Mr. Konate is preparing to return to Mali in the next few weeks for an education fair, and he has a lot on his mind. The war in Mali's north has the students from his homeland worried for their families. They want Canada to do more.

"Canada has to make a difference because the terrorist problem is not for Mali, it is for everybody," he says about Canada's commitment of one C-17 transport plane for just one week. "If Canada can do for Afghanistan, why not Mali? It's the same situation, it's the same terrorist."

Assa Traore, 18, a second-year computer-science student, was sold on Moncton by Mr. Konate's pitch to her high-school class in Mali. Coming from a desert country, she remembers marvelling at all the trees when she first arrived.

The daughter of a banker and businesswoman, she is able to go home to visit for the summer. While her parents live in Bamako, she has relatives in the troubled region. "We can't do anything; we can just cry and pray," she says.

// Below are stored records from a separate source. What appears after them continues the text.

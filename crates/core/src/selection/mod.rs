//! The currently inspected item and its detail.

use std::sync::Arc;

use serde::Serialize;
use tracing::{debug, warn};

use crate::external_catalog::{Catalog, ItemDetail};
use crate::fetch::{CancellableFetcher, Completion, CompletionSink};

/// Detail pane state as seen by views.
///
/// `detail` must be treated as undefined until `detail_loaded` is set.
#[derive(Debug, Clone, Default, PartialEq, Serialize)]
pub struct SelectionSnapshot {
    pub selected_id: Option<String>,
    pub detail: Option<ItemDetail>,
    pub detail_loaded: bool,
    pub detail_error: Option<String>,
    pub is_already_watched: bool,
    pub watched_user_rating: Option<u8>,
}

/// Owns the selected id and drives one cancellable detail fetcher.
pub struct SelectionController {
    catalog: Arc<dyn Catalog>,
    selected_id: Option<String>,
    detail: Option<ItemDetail>,
    detail_error: Option<String>,
    fetcher: CancellableFetcher<ItemDetail>,
}

impl SelectionController {
    pub fn new(catalog: Arc<dyn Catalog>, sink: CompletionSink<ItemDetail>) -> Self {
        Self {
            catalog,
            selected_id: None,
            detail: None,
            detail_error: None,
            fetcher: CancellableFetcher::new("detail", sink),
        }
    }

    /// Toggle the selection. Returns whether `id` is selected afterwards.
    ///
    /// Selecting the selected id deselects it without a request.
    pub fn select(&mut self, id: &str) -> bool {
        if self.selected_id.as_deref() == Some(id) {
            self.close();
            return false;
        }

        self.detail = None;
        self.detail_error = None;
        self.selected_id = Some(id.to_string());

        let catalog = Arc::clone(&self.catalog);
        let id = id.to_string();
        debug!(id = %id, "Fetching detail");
        self.fetcher.start(async move { catalog.detail(&id).await });
        true
    }

    /// Deselect unconditionally.
    pub fn close(&mut self) {
        self.fetcher.cancel();
        self.selected_id = None;
        self.detail = None;
        self.detail_error = None;
    }

    /// Apply a finished detail lookup. Returns whether state changed.
    pub fn apply(&mut self, completion: Completion<ItemDetail>) -> bool {
        let Some(result) = self.fetcher.accept(completion) else {
            return false;
        };

        match result {
            Ok(detail) => {
                self.detail = Some(detail);
                self.detail_error = None;
            }
            Err(e) => {
                warn!(id = ?self.selected_id, "Detail fetch failed: {}", e);
                self.detail = None;
                self.detail_error = Some(e.user_message().to_string());
            }
        }
        true
    }

    pub fn selected_id(&self) -> Option<&str> {
        self.selected_id.as_deref()
    }

    /// The loaded detail, `None` while loading or after a failure.
    pub fn detail(&self) -> Option<&ItemDetail> {
        self.detail.as_ref()
    }

    pub fn detail_error(&self) -> Option<&str> {
        self.detail_error.as_deref()
    }

    pub fn is_loading(&self) -> bool {
        self.fetcher.is_in_flight()
    }

    /// Snapshot without watched-list annotations.
    pub fn snapshot(&self) -> SelectionSnapshot {
        SelectionSnapshot {
            selected_id: self.selected_id.clone(),
            detail: self.detail.clone(),
            detail_loaded: self.selected_id.is_some() && !self.is_loading(),
            detail_error: self.detail_error.clone(),
            is_already_watched: false,
            watched_user_rating: None,
        }
    }
}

But on Saturday, she, Mr. Konate and others are planning to walk from City Hall to the French consulate to show their support for France's intervention and emphasize that the Harper government should become more involved.

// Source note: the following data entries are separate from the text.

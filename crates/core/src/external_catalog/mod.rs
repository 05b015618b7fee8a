//! Remote catalog integration.
//!
//! The catalog owns ranking and relevance; this module only issues lookups
//! and classifies their outcomes.

mod omdb;
mod types;

pub use omdb::OmdbClient;
pub use types::*;

use async_trait::async_trait;
use thiserror::Error;

/// User-facing message for a catalog "no match" answer.
pub const NOT_FOUND_MESSAGE: &str = "Movie not found";

/// User-facing message for every other failed lookup.
pub const TRANSPORT_FAILURE_MESSAGE: &str = "Ooops. Something went wrong.";

/// Errors that can occur when interacting with the catalog.
#[derive(Debug, Error)]
pub enum CatalogError {
    /// HTTP request failed before a response was read.
    #[error("HTTP request failed: {0}")]
    HttpError(#[from] reqwest::Error),

    /// The catalog answered `Response: "False"`.
    #[error("Not found: {0}")]
    NotFound(String),

    /// Non-2xx status without a catalog-level answer.
    #[error("API error: {status} - {message}")]
    ApiError { status: u16, message: String },

    /// Failed to parse response.
    #[error("Failed to parse response: {0}")]
    ParseError(String),

    /// Client not configured (missing API key, etc.).
    #[error("Client not configured: {0}")]
    NotConfigured(String),
}

impl CatalogError {
    /// Whether the catalog itself reported no match.
    pub fn is_not_found(&self) -> bool {
        matches!(self, CatalogError::NotFound(_))
    }

    /// The single message a view shows for this failure.
    pub fn user_message(&self) -> &'static str {
        if self.is_not_found() {
            NOT_FOUND_MESSAGE
        } else {
            TRANSPORT_FAILURE_MESSAGE
        }
    }

    /// Short label used for metrics.
    pub fn kind(&self) -> &'static str {
        if self.is_not_found() {
            "not_found"
        } else {
            "failed"
        }
    }
}

/// Trait for remote catalog clients.
#[async_trait]
pub trait Catalog: Send + Sync {
    /// Free-text search.
    async fn search(&self, query: &str) -> Result<Vec<SearchResult>, CatalogError>;

    /// Full record for one id.
    async fn detail(&self, id: &str) -> Result<ItemDetail, CatalogError>;
}
mod loader;
mod types;
mod validate;

pub use loader::{load_config, load_config_from_str};
pub use types::*;
pub use validate::validate_config;

use thiserror::Error;

#[derive(Debug, Error)]
pub enum ConfigError {
    #[error("Configuration file not found: {0}")]
    FileNotFound(String),

    #[error("Failed to parse configuration: {0}")]
    ParseError(String),

    #[error("Configuration validation failed: {0}")]
    ValidationError(String),
}
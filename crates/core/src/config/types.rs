use serde::{Deserialize, Serialize};
use std::net::{IpAddr, Ipv4Addr};
use std::path::PathBuf;

/// Root configuration
#[derive(Debug, Clone, Deserialize, Serialize)]
pub struct Config {
    pub catalog: CatalogConfig,
    #[serde(default)]
    pub server: ServerConfig,
    #[serde(default)]
    pub storage: StorageConfig,
    #[serde(default)]
    pub search: SearchConfig,
    #[serde(default)]
    pub rating: RatingConfig,
}

/// Server configuration
#[derive(Debug, Clone, Deserialize, Serialize)]
pub struct ServerConfig {
    #[serde(default = "default_host")]
    pub host: IpAddr,
    #[serde(default = "default_port")]
    pub port: u16,
}

impl Default for ServerConfig {
    fn default() -> Self {
        Self {
            host: default_host(),
            port: default_port(),
        }
    }
}

fn default_host() -> IpAddr {
    IpAddr::V4(Ipv4Addr::UNSPECIFIED)
}

fn default_port() -> u16 {
    8080
}

/// Remote catalog (OMDb-compatible) configuration
#[derive(Debug, Clone, Deserialize, Serialize)]
pub struct CatalogConfig {
    /// Catalog API key, sent as the `apikey` query parameter.
    pub api_key: String,
    /// Endpoint that serves both search (`s=`) and detail (`i=`) lookups.
    #[serde(default = "default_base_url")]
    pub base_url: String,
    /// Transport timeout in seconds (default: 30)
    #[serde(default = "default_timeout")]
    pub timeout_secs: u32,
}

impl CatalogConfig {
    /// Catalog config with the given key and default endpoint/timeout.
    pub fn with_api_key(api_key: impl Into<String>) -> Self {
        Self {
            api_key: api_key.into(),
            base_url: default_base_url(),
            timeout_secs: default_timeout(),
        }
    }
}

fn default_base_url() -> String {
    "http://www.omdbapi.com/".to_string()
}

fn default_timeout() -> u32 {
    30
}

/// Watched-list storage configuration
#[derive(Debug, Clone, Deserialize, Serialize)]
pub struct StorageConfig {
    #[serde(default = "default_db_path")]
    pub path: PathBuf,
    /// Slot name holding the serialized watched list.
    #[serde(default = "default_watched_key")]
    pub watched_key: String,
}

impl Default for StorageConfig {
    fn default() -> Self {
        Self {
            path: default_db_path(),
            watched_key: default_watched_key(),
        }
    }
}

fn default_db_path() -> PathBuf {
    PathBuf::from("popcorn.db")
}

fn default_watched_key() -> String {
    "watched".to_string()
}

/// Search behaviour
#[derive(Debug, Clone, Deserialize, Serialize)]
pub struct SearchConfig {
    /// Queries shorter than this never reach the catalog.
    #[serde(default = "default_min_query_len")]
    pub min_query_len: usize,
}

impl Default for SearchConfig {
    fn default() -> Self {
        Self {
            min_query_len: default_min_query_len(),
        }
    }
}

fn default_min_query_len() -> usize {
    3
}

/// User rating scale
#[derive(Debug, Clone, Deserialize, Serialize)]
pub struct RatingConfig {
    #[serde(default = "default_max_rating")]
    pub max_rating: u8,
}

impl Default for RatingConfig {
    fn default() -> Self {
        Self {
            max_rating: default_max_rating(),
        }
    }
}

fn default_max_rating() -> u8 {
    10
}

/// Sanitized config for API responses (secrets redacted)
#[derive(Debug, Clone, Serialize)]
pub struct SanitizedConfig {
    pub catalog: SanitizedCatalogConfig,
    pub server: ServerConfig,
    pub storage: StorageConfig,
    pub search: SearchConfig,
    pub rating: RatingConfig,
}

/// Sanitized catalog config (API key hidden)
#[derive(Debug, Clone, Serialize)]
pub struct SanitizedCatalogConfig {
    pub base_url: String,
    pub api_key_configured: bool,
    pub timeout_secs: u32,
}

impl From<&Config> for SanitizedConfig {
    fn from(config: &Config) -> Self {
        Self {
            catalog: SanitizedCatalogConfig {
                base_url: config.catalog.base_url.clone(),
                api_key_configured: !config.catalog.api_key.is_empty(),
                timeout_secs: config.catalog.timeout_secs,
            },
            server: config.server.clone(),
            storage: config.storage.clone(),
            search: config.search.clone(),
            rating: config.rating.clone(),
        }
    }
}
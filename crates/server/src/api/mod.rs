pub mod handlers;
pub mod middleware;
pub mod routes;
pub mod search;
pub mod selection;
pub mod watchlist;

pub use routes::create_router;
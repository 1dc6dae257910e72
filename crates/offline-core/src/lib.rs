//! Durable offline action queue.
//!
//! Mutations attempted while the device is offline are appended to a queue
//! that is persisted before the enqueue call returns, then replayed in order
//! once connectivity is back.
//!
//! ```text
//! ConnectivityMonitor ──events──▶ SyncCoordinator ──replay──▶ ReplayHandler
//!                                      │
//!                                      ▼
//!                                KeyValueStore (memory / file / redb)
//! ```

pub mod action;
pub mod codec;
pub mod config;
pub mod connectivity;
pub mod coordinator;
pub mod error;
pub mod io;
pub mod lock;
pub mod monitor;
pub mod paths;
pub mod replay;
pub mod store;

pub use action::PendingAction;
pub use config::SyncConfig;
pub use connectivity::ConnectivityState;
pub use coordinator::{SkipReason, SyncCoordinator, SyncReport, SyncStats};
pub use error::{Result, SyncError};
pub use lock::RootLock;
pub use monitor::{ConnectivityMonitor, ManualMonitor, ProbeMonitor, Subscription};
pub use replay::{FnReplay, HttpReplay, ReplayError, ReplayHandler};
pub use store::{FileStore, KeyValueStore, MemoryStore, RedbStore};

Idrissa Dembele is walking, too. The 22-year-old, third-year finance student came to study in Moncton because he heard "it was a small place." He has fit in well; he has a car and a part-time job at a call centre.

He and his fellow Malian students who were interviewed note that there are fewer "distractions" in Moncton compared to Montreal or Quebec City because of its size.

But now, the distractions are in his country, where he is concerned about his family and friends. "I don't want these gunmen to establish a base in Mali because there will be no law, no respect of human life … I don't want that for Mali," he says.

The bonds between Mali and Moncton were solidified in 1999 when Moncton was the host city for the Francophonie Summit. Earlier that year, Governor-General Roméo LeBlanc, who was from the region, became the first vice-regal representative to visit Mali and he had former Malian president Alpha Konaré over to his cottage on the Northumberland Strait for a barbecue.

"We knew that a lot of foreign ministers, prime ministers and presidents from francophone Africa were in Moncton so they kind of discovered the university," says Yvon Fontaine, the former president of the university. He took over in 2000 and retired last year.

"Mali was probably the key one [country] that we started with," he recalled about how the university's international-recruitment strategy began. "And, frankly, we had very good students from there. We weren't in a position to offer big scholarships, so the people that would come … were kind of the elite of the country, in terms of people from government or private business."

In 2003, then-president Amadou Toumani Touré's daughter, Mabo, graduated from the university. Mr. Fontaine didn't even know at first that she was a student, but began to build a relationship with her father. He came on a private visit for her graduation and was awarded an honorary degree in 2008. He was ousted from his position last March in a military coup.

Ms. Traore, meanwhile, says that students are now asking about what is happening in her country: "We don't want to be known like this. We want to be known as a beautiful country and not a country of war."